とにかく第一印象は「ホントに丁寧にカット割って撮ってるなぁ」って事ですね。メタモルガが柱を引き抜くシーンでも、「柱に手をかけるメタモルガ→地面から引き抜かれる柱の根元→柱を持ち上げるメタモルガ」って具合にちゃんとスローモーション撮影で量感たっぷりの柱のカットがインサートされるあたりは、さすがに特撮を知り抜いたカット割りと言えるでしょうね。今回、通常の特撮シーンより2〜3割方位カット数が多いんじゃないかな?特撮っていかにウソをそれらしく観せるか、ってトコが身上ですから、こういう細かい描写を丁寧に積み上げて説得力を増していくしかないんですね、面倒臭くても。今回の映像は他の監督にも随分影響力があったんじゃないでしょうか?噂によると、佐川監督、次回作の「ウルトラマンダイナ」でも監督ローテーション入りが予定されてるって話も聞きますし、ぜひ今後もこんな特撮映像を見せて欲しいですね。今回ちょっと気になったのは火薬の花火っぽさ位でした。

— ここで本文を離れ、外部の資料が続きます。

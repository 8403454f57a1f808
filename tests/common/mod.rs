//! Test database writer
//!
//! Builds small MaxMind DB files in memory: an arena-allocated search tree,
//! a data section of encoded values and a metadata map.

#![allow(dead_code)]

use mmdb_lookup::{DataValue, Map};
use std::net::IpAddr;

pub const METADATA_MARKER: &[u8] = b"\xAB\xCD\xEFMaxMind.com";

/// Node pointer - can point to another node, data, or be empty
#[derive(Debug, Clone, Copy, PartialEq, Eq)]
enum NodePointer {
    Node(u32),
    /// Index into the payload list
    Data(usize),
    Empty,
}

#[derive(Debug, Clone, Copy)]
struct Node {
    left: NodePointer,
    right: NodePointer,
}

impl Node {
    fn empty() -> Self {
        Self {
            left: NodePointer::Empty,
            right: NodePointer::Empty,
        }
    }
}

/// Encoded form of a network's value
#[derive(Debug, Clone)]
pub enum Payload {
    Value(DataValue),
    /// Pre-encoded bytes, written verbatim
    Raw(Vec<u8>),
}

/// In-memory database builder
pub struct TestDb {
    ip_version: u16,
    record_size: u16,
    database_type: String,
    languages: Vec<String>,
    description: Vec<(String, String)>,
    networks: Vec<(u128, u8, usize)>,
    payloads: Vec<Payload>,
}

impl TestDb {
    pub fn new(ip_version: u16, record_size: u16) -> Self {
        Self {
            ip_version,
            record_size,
            database_type: "Test-Fixture".to_string(),
            languages: vec!["en".to_string()],
            description: vec![("en".to_string(), "Test fixture".to_string())],
            networks: Vec::new(),
            payloads: Vec::new(),
        }
    }

    pub fn database_type(mut self, name: &str) -> Self {
        self.database_type = name.to_string();
        self
    }

    /// Add a network such as `"1.2.3.0/24"` or `"2001:db8::/32"`.
    ///
    /// IPv4 networks in an IPv6 database are placed under `::/96`.
    pub fn insert(&mut self, cidr: &str, value: DataValue) -> &mut Self {
        self.insert_payload(cidr, Payload::Value(value))
    }

    pub fn insert_raw(&mut self, cidr: &str, bytes: Vec<u8>) -> &mut Self {
        self.insert_payload(cidr, Payload::Raw(bytes))
    }

    fn insert_payload(&mut self, cidr: &str, payload: Payload) -> &mut Self {
        let (addr, prefix) = cidr.split_once('/').unwrap_or((cidr, ""));
        let addr: IpAddr = addr.parse().expect("valid network address");
        let (bits, prefix) = match addr {
            IpAddr::V4(v4) => {
                let prefix: u8 = prefix.parse().unwrap_or(32);
                if self.ip_version == 6 {
                    (u32::from(v4) as u128, 96 + prefix)
                } else {
                    ((u32::from(v4) as u128) << 96, prefix)
                }
            }
            IpAddr::V6(v6) => {
                assert_eq!(self.ip_version, 6, "IPv6 network in an IPv4 database");
                (u128::from(v6), prefix.parse().unwrap_or(128))
            }
        };
        self.payloads.push(payload);
        self.networks.push((bits, prefix, self.payloads.len() - 1));
        self
    }

    fn build_nodes(&self) -> Vec<Node> {
        let mut nodes = vec![Node::empty()];
        let mut order: Vec<_> = self.networks.clone();
        // Less specific first, so more specific networks split them
        order.sort_by_key(|&(_, prefix, _)| prefix);

        for (bits, prefix, payload) in order {
            let mut node = 0usize;
            for depth in 0..prefix as usize {
                let bit = (bits >> (127 - depth)) & 1 == 1;
                let current = if bit { nodes[node].right } else { nodes[node].left };
                let last = depth + 1 == prefix as usize;

                if last {
                    let target = NodePointer::Data(payload);
                    if bit {
                        nodes[node].right = target;
                    } else {
                        nodes[node].left = target;
                    }
                    break;
                }

                node = match current {
                    NodePointer::Node(id) => id as usize,
                    inherited => {
                        let id = nodes.len();
                        nodes.push(Node {
                            left: inherited,
                            right: inherited,
                        });
                        let child = NodePointer::Node(id as u32);
                        if bit {
                            nodes[node].right = child;
                        } else {
                            nodes[node].left = child;
                        }
                        id
                    }
                };
            }
        }
        nodes
    }

    /// Serialize the whole file
    pub fn build(&self) -> Vec<u8> {
        let nodes = self.build_nodes();
        let node_count = nodes.len() as u64;

        let mut data = Vec::new();
        let mut offsets = Vec::with_capacity(self.payloads.len());
        for payload in &self.payloads {
            offsets.push(data.len() as u64);
            match payload {
                Payload::Value(v) => encode(v, &mut data),
                Payload::Raw(bytes) => data.extend_from_slice(bytes),
            }
        }

        let record = |p: NodePointer| -> u64 {
            match p {
                NodePointer::Node(id) => id as u64,
                NodePointer::Empty => node_count,
                NodePointer::Data(i) => node_count + 16 + offsets[i],
            }
        };

        let node_bytes = self.record_size as usize / 4;
        let mut out = vec![0u8; nodes.len() * node_bytes];
        for (i, node) in nodes.iter().enumerate() {
            write_record(&mut out, self.record_size, i as u64, 0, record(node.left));
            write_record(&mut out, self.record_size, i as u64, 1, record(node.right));
        }

        out.extend_from_slice(&[0u8; 16]);
        out.extend_from_slice(&data);
        out.extend_from_slice(METADATA_MARKER);
        encode(&self.metadata(node_count as u32), &mut out);
        out
    }

    fn metadata(&self, node_count: u32) -> DataValue {
        metadata_value(
            node_count,
            self.record_size,
            self.ip_version,
            &self.database_type,
            &self.languages,
            &self.description,
        )
    }
}

pub fn metadata_value(
    node_count: u32,
    record_size: u16,
    ip_version: u16,
    database_type: &str,
    languages: &[String],
    description: &[(String, String)],
) -> DataValue {
    let mut m = Map::new();
    m.insert("binary_format_major_version".into(), DataValue::Uint16(2));
    m.insert("binary_format_minor_version".into(), DataValue::Uint16(0));
    m.insert("build_epoch".into(), DataValue::Uint64(1_700_000_000));
    m.insert("database_type".into(), DataValue::String(database_type.into()));
    let desc = description
        .iter()
        .map(|(k, v)| (k.clone(), DataValue::String(v.clone())))
        .collect();
    m.insert("description".into(), DataValue::Map(desc));
    m.insert("ip_version".into(), DataValue::Uint16(ip_version));
    m.insert(
        "languages".into(),
        DataValue::Array(languages.iter().cloned().map(DataValue::String).collect()),
    );
    m.insert("node_count".into(), DataValue::Uint32(node_count));
    m.insert("record_size".into(), DataValue::Uint16(record_size));
    DataValue::Map(m)
}

/// Overwrite one record of a serialized tree
pub fn write_record(tree: &mut [u8], record_size: u16, node: u64, bit: u8, value: u64) {
    let node_bytes = record_size as usize / 4;
    let off = node as usize * node_bytes;
    let v = value as u32;
    match (record_size, bit) {
        (24, 0) => tree[off..off + 3].copy_from_slice(&v.to_be_bytes()[1..]),
        (24, _) => tree[off + 3..off + 6].copy_from_slice(&v.to_be_bytes()[1..]),
        (28, 0) => {
            tree[off..off + 3].copy_from_slice(&v.to_be_bytes()[1..]);
            tree[off + 3] = (tree[off + 3] & 0x0F) | (((v >> 24) as u8 & 0x0F) << 4);
        }
        (28, _) => {
            tree[off + 4..off + 7].copy_from_slice(&v.to_be_bytes()[1..]);
            tree[off + 3] = (tree[off + 3] & 0xF0) | ((v >> 24) as u8 & 0x0F);
        }
        (32, 0) => tree[off..off + 4].copy_from_slice(&v.to_be_bytes()),
        (32, _) => tree[off + 4..off + 8].copy_from_slice(&v.to_be_bytes()),
        _ => panic!("unsupported record size {}", record_size),
    }
}

fn read_record(tree: &[u8], record_size: u16, node: u64, bit: u8) -> u64 {
    let node_bytes = record_size as usize / 4;
    let b = &tree[node as usize * node_bytes..];
    let v = match (record_size, bit) {
        (24, 0) => u32::from_be_bytes([0, b[0], b[1], b[2]]),
        (24, _) => u32::from_be_bytes([0, b[3], b[4], b[5]]),
        (28, 0) => u32::from_be_bytes([b[3] >> 4, b[0], b[1], b[2]]),
        (28, _) => u32::from_be_bytes([b[3] & 0x0F, b[4], b[5], b[6]]),
        (32, 0) => u32::from_be_bytes([b[0], b[1], b[2], b[3]]),
        _ => u32::from_be_bytes([b[4], b[5], b[6], b[7]]),
    };
    v as u64
}

/// Node and bit whose record is the data pointer reached for `address`
pub fn data_record_slot(
    file: &[u8],
    node_count: u64,
    record_size: u16,
    start: u64,
    address: &[u8],
) -> (u64, u8) {
    let mut node = start;
    for i in 0..address.len() * 8 {
        let bit = (address[i / 8] >> (7 - i % 8)) & 1;
        let record = read_record(file, record_size, node, bit);
        if record > node_count {
            return (node, bit);
        }
        assert!(record < node_count, "address has no data");
        node = record;
    }
    panic!("walk did not reach data");
}

/// Encode a value with the standard MaxMind DB encoding
pub fn encode(value: &DataValue, out: &mut Vec<u8>) {
    match value {
        DataValue::String(s) => {
            control(out, 2, s.len());
            out.extend_from_slice(s.as_bytes());
        }
        DataValue::Double(v) => {
            control(out, 3, 8);
            out.extend_from_slice(&v.to_be_bytes());
        }
        DataValue::Bytes(b) => {
            control(out, 4, b.len());
            out.extend_from_slice(b);
        }
        DataValue::Uint16(v) => uint(out, 5, *v as u128),
        DataValue::Uint32(v) => uint(out, 6, *v as u128),
        DataValue::Map(m) => {
            control(out, 7, m.len());
            for (k, v) in m {
                encode(&DataValue::String(k.clone()), out);
                encode(v, out);
            }
        }
        DataValue::Int32(v) => {
            control(out, 8, 4);
            out.extend_from_slice(&v.to_be_bytes());
        }
        DataValue::Uint64(v) => uint(out, 9, *v as u128),
        DataValue::Uint128(v) => uint(out, 10, *v),
        DataValue::Array(a) => {
            control(out, 11, a.len());
            for v in a {
                encode(v, out);
            }
        }
        DataValue::Bool(b) => control(out, 14, *b as usize),
        DataValue::Float(v) => {
            control(out, 15, 4);
            out.extend_from_slice(&v.to_be_bytes());
        }
    }
}

fn uint(out: &mut Vec<u8>, type_num: u8, v: u128) {
    let bytes = v.to_be_bytes();
    let skip = bytes.iter().take_while(|&&b| b == 0).count();
    control(out, type_num, 16 - skip);
    out.extend_from_slice(&bytes[skip..]);
}

/// Control byte (plus extended type byte and size bytes)
pub fn control(out: &mut Vec<u8>, type_num: u8, size: usize) {
    let (size_bits, extra): (u8, Vec<u8>) = if size < 29 {
        (size as u8, vec![])
    } else if size < 285 {
        (29, vec![(size - 29) as u8])
    } else if size < 65_821 {
        (30, ((size - 285) as u16).to_be_bytes().to_vec())
    } else {
        (31, ((size - 65_821) as u32).to_be_bytes()[1..].to_vec())
    };

    if type_num < 8 {
        out.push((type_num << 5) | size_bits);
    } else {
        out.push(size_bits);
        out.push(type_num - 7);
    }
    out.extend_from_slice(&extra);
}

/// Pointer record with the smallest width that can hold `value`
pub fn pointer(value: u64) -> Vec<u8> {
    if value < 1 << 11 {
        vec![0x20 | ((value >> 8) as u8 & 0x07), value as u8]
    } else if value < (1 << 19) + (1 << 11) {
        let v = value - (1 << 11);
        vec![0x28 | ((v >> 16) as u8 & 0x07), (v >> 8) as u8, v as u8]
    } else if value < (1 << 27) + (1 << 19) + (1 << 11) {
        let v = value - ((1 << 19) + (1 << 11));
        vec![
            0x30 | ((v >> 24) as u8 & 0x07),
            (v >> 16) as u8,
            (v >> 8) as u8,
            v as u8,
        ]
    } else {
        let mut out = vec![0x38];
        out.extend_from_slice(&(value as u32).to_be_bytes());
        out
    }
}

pub fn string(s: &str) -> DataValue {
    DataValue::String(s.to_string())
}

/// A `{"name": <name>}` record
pub fn named(name: &str) -> DataValue {
    let mut m = Map::new();
    m.insert("name".to_string(), string(name));
    DataValue::Map(m)
}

ストーリー的には、「メガレンジャー」に移っちゃった武上純希氏のエボリュウ編と自身のマグニア編をまとめて決着させた長谷川脚本、自分のストーリーに対する拘りが感じられてとっても嬉しかったですね。「ティガ」はライター諸氏がシリーズの中で蒔いたサブストーリーをちゃんと収穫してる様な処があって、この種のシリーズ作品としては珍しい流れですね。こういう拘りはなんかイイですね。
エピソードとしては、最後の最後でよろけてしまう長谷川脚本の弱点が、今回も出てる気がして、ちょっと残念な部分はあります。折角理詰めで構築してきたストーリーを最後にエボリュウの幻影を出してしまう事で、いきなり人情話にすり替えてしまうのは、ちょっと安易だったかも。きっとあのシーンでガックリきたファンは多かったゾ。でも、登場人物に対する脚本家の愛は、充分感じられましたよ。
シチュエーションとしては、結構オイシイ場面が多かっただけに、演出はもうちょっとネチッこく撮っても良かった気はします。映像的に凝ったカットが少し欲しかったかな?
メタモルガは、仲々いい出来ですね。でも映像観てるとナイトシーンのラストで着ぐるみ燃やしちゃってるみたいですから、残念ながら現存してないんでしょうけど。あんなシーンで燃やさなくてもごまかせるのにね(いやはや…)。スタイルは、胴から足にかけてちょっと寸胴気味なのが惜しいですね。もうちょっと胴を絞るか、腿を太くすると、ちょっとイイかも。顔は「ウルトラ」の猿系怪獣の中でも最高峰を誇るリアルさ。眉間から鼻にかけての皺の寄り方が仲々いい感じです。普通こういう怪獣だと、顔はマスクとして処理される事が多くて、目の部分は演技者の目が覗いてるって造形が多い中、今回は完全な着ぐるみとして処理されててちょっと異色ですね。